A greenhouse falling apart

The University is requesting $4 million from the state to build a new conservatory to house rare plants on the St. Paul campus.

Greenhouse curator Alex Eilts and Head of the Plant Biology department Gary Muehlbauer talk in the College of Biological Sciences Greenhouse in St. Paul on Monday. There is currently a legislative request to build a new Greenhouse.

Holly Peterson

Greenhouse curator Alex Eilts and Head of the Plant Biology department Gary Muehlbauer talk in the College of Biological Sciences Greenhouse in St. Paul on Monday. There is currently a legislative request to build a new Greenhouse.

by Allison Kronberg

In the winter, the College of Biological Sciences Conservatory on the St. Paul campus is an oasis for some students. It houses over 600 rare plant species from rainforests to deserts.

But the building, constructed in 1970, is falling apart.

In its 2015 capital request, the University of Minnesota requested $4 million from the state Legislature to offset the $6 million cost of constructing a new building. The state denied a request to help fund the new greenhouse last year, but many hope the mounting maintenance obstacles will help convince lawmakers that a new facility is worth it this time around.

The governor has yet to address bonding projects like the new greenhouse, so the likelihood of it receiving funding is unclear.

The current greenhouse, which is home to the most diverse collection of plants in the state, is open to the public and is used for both teaching and research.

The University first asked for funding to replace the facility back in 2000. The building, located at 1534 Lindig St., is one of the University’s oldest greenhouses.

“There’s really nothing that’s good about that facility in terms of its structure,” said Gary Muehlbauer, head of the plant biology department.

University Facilities Management does repairs on the greenhouse almost every week, CBS assistant facilities manager Brian Hjelt said. Annual repairs cost about $65,000.

“We’re on a first-name basis with all of the pipefitters and carpenters that serve that part of the St. Paul campus,” Hjelt said. “It really is very frequent, and it’s a lot of energy that goes into keeping this building running.”

The greenhouse’s concrete foundation has been shifting and crumbling over time because of the extreme temperatures inside and outside, he said. The University tried to fix the cracks in the foundation with waterproof plywood, which Hjelt said, is “not the ideal situation.”

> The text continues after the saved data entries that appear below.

//! # range-httpd
//!
//! A static file server for exercising HTTP byte-range requests in
//! integration tests. Media players scrub through video with partial content
//! requests; this server answers them, including the awkward cases (open
//! ended ranges, malformed headers, ranges past the end of the file), and
//! serves plain `200` responses when no `Range` header is sent.
//!
//! A request flows through four pieces:
//!
//! 1. [`range::parse_range_header`] turns the `Range` header into an optional
//!    [`ByteRange`].
//! 2. [`resolve::resolve`] maps the request path onto the filesystem, applying
//!    the configured per-resource delay and the logical routes of
//!    [`RouteTable`].
//! 3. [`respond::respond`] builds the response: a full or partial file, a
//!    redirect, a directory listing, or a 404.
//! 4. [`FileServer`] accepts connections and drives the above per request.
//!
//! ```no_run
//! use range_httpd::{FileServer, ServeConfig};
//!
//! #[tokio::main]
//! async fn main() -> Result<(), range_httpd::ServeError> {
//!     let config = ServeConfig::new("public", "media/video.mp4", "media/video-labels.json")
//!         .with_port(8000);
//!     FileServer::new(config).serve().await
//! }
//! ```
//!
//! Any type implementing both [`AsyncRead`] and [`AsyncSeekStart`] can be
//! served as a ranged body through the [`KnownSize`] adapter, with special
//! cased support for [`tokio::fs::File`] in [`KnownSize::file`].

pub mod config;
pub mod listing;
pub mod range;
pub mod resolve;
pub mod respond;

mod error;
mod file;
mod server;
mod stream;

use std::io;
use std::pin::Pin;
use std::task::{Context, Poll};
use std::time::SystemTime;

use tokio::io::{AsyncRead, AsyncSeek};

pub use config::{DelayPolicy, RouteTable, ServeConfig, Sleeper};
pub use error::ServeError;
pub use file::KnownSize;
pub use range::ByteRange;
pub use resolve::ResolvedTarget;
pub use respond::{Ranged, RangedResponse, RangeNotSatisfiable};
pub use server::FileServer;
pub use stream::RangedStream;

/// [`AsyncSeek`] narrowed to only allow seeking from start.
pub trait AsyncSeekStart {
    /// Same semantics as [`AsyncSeek::start_seek`], always passing position as the `SeekFrom::Start` variant.
    fn start_seek(self: Pin<&mut Self>, position: u64) -> io::Result<()>;

    /// Same semantics as [`AsyncSeek::poll_complete`], returning `()` instead of the new stream position.
    fn poll_complete(self: Pin<&mut Self>, cx: &mut Context<'_>) -> Poll<io::Result<()>>;
}

impl<T: AsyncSeek> AsyncSeekStart for T {
    fn start_seek(self: Pin<&mut Self>, position: u64) -> io::Result<()> {
        AsyncSeek::start_seek(self, io::SeekFrom::Start(position))
    }

    fn poll_complete(self: Pin<&mut Self>, cx: &mut Context<'_>) -> Poll<io::Result<()>> {
        AsyncSeek::poll_complete(self, cx).map_ok(|_| ())
    }
}

/// An [`AsyncRead`] and [`AsyncSeekStart`] with a fixed known byte size.
pub trait RangeBody: AsyncRead + AsyncSeekStart {
    /// The total size of the underlying file.
    ///
    /// This should not change for the lifetime of the object once queried.
    /// Behaviour is not guaranteed if it does change.
    fn byte_size(&self) -> u64;

    /// Last modification time, sent as `Last-Modified` when known.
    fn modified(&self) -> Option<SystemTime> { None }
}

The problems with the foundation have also caused the greenhouse frame to warp, he said, causing many of its glass panels to slide out of place. This creates holes in the greenhouse, which endangers the plants and wastes money on energy.

The heating and cooling systems themselves are also outdated.

“It’s probably one of the most energy-inefficient buildings on campus,” Muehlbauer said.

In January 2014, the facility used more than twice as much energy per foot than any other single greenhouse in St. Paul.

The proposed new greenhouse would adhere to 2015 building standards, which would make it more energy-efficient and structurally sound.

If approved, the University expects the new building to save $15,000 annually in energy costs.

It would also have new methods of temperature control to mimic different biomes and allow for a larger variety of plants, said Alex Eilts, the greenhouse’s current collection curator, who takes care of the plants.

“The diversity that we would be able to tap into would be massively larger underneath a new roof with a better environmental control system —not to mention a roof that doesn’t collapse,” Eilts said.

The existing greenhouse draws in about 600 visitors a year, Muehlbauer said, but a new location could make it more accessible to the public.

Additionally, he said about 1,600 students from 10 classes use the current greenhouse each year.

But it’s disconnected from the building that houses classrooms, so instructors have to transport plants to and from class with vans, said plant biology professor George Weiblen, who uses the plants to teach two of his classes.

“In [the greenhouse’s] current location, it’s cut off from the classrooms where we actually do the instruction,” he said, adding that even the short period of transportation outside can wilt or damage the rare plants.

The new location would be built as an addition off the Plant Growth Facilities West building, where classes take place.

Fourth-year plant biological sciences doctoral candidate Erin Treiber said she didn’t know about the existing greenhouse until the last year of her undergraduate education. But since learning about it, she said she enjoys spending time outside of class in the tropic-like setting.

“In general, we still have a great collection, a lot of the plants are in really great shape,” Treiber said.

The staff is doing their best to work with the current facility and keep up with maintenance, said Hjelt.

But many still say a more modern building in a more accessible location would make the conservatory a better public good for the state.

“The plants in there are amazing, and we want more people to see them,” Muehlbauer said. “It’s just kind of sad that they’re in such a bad building.”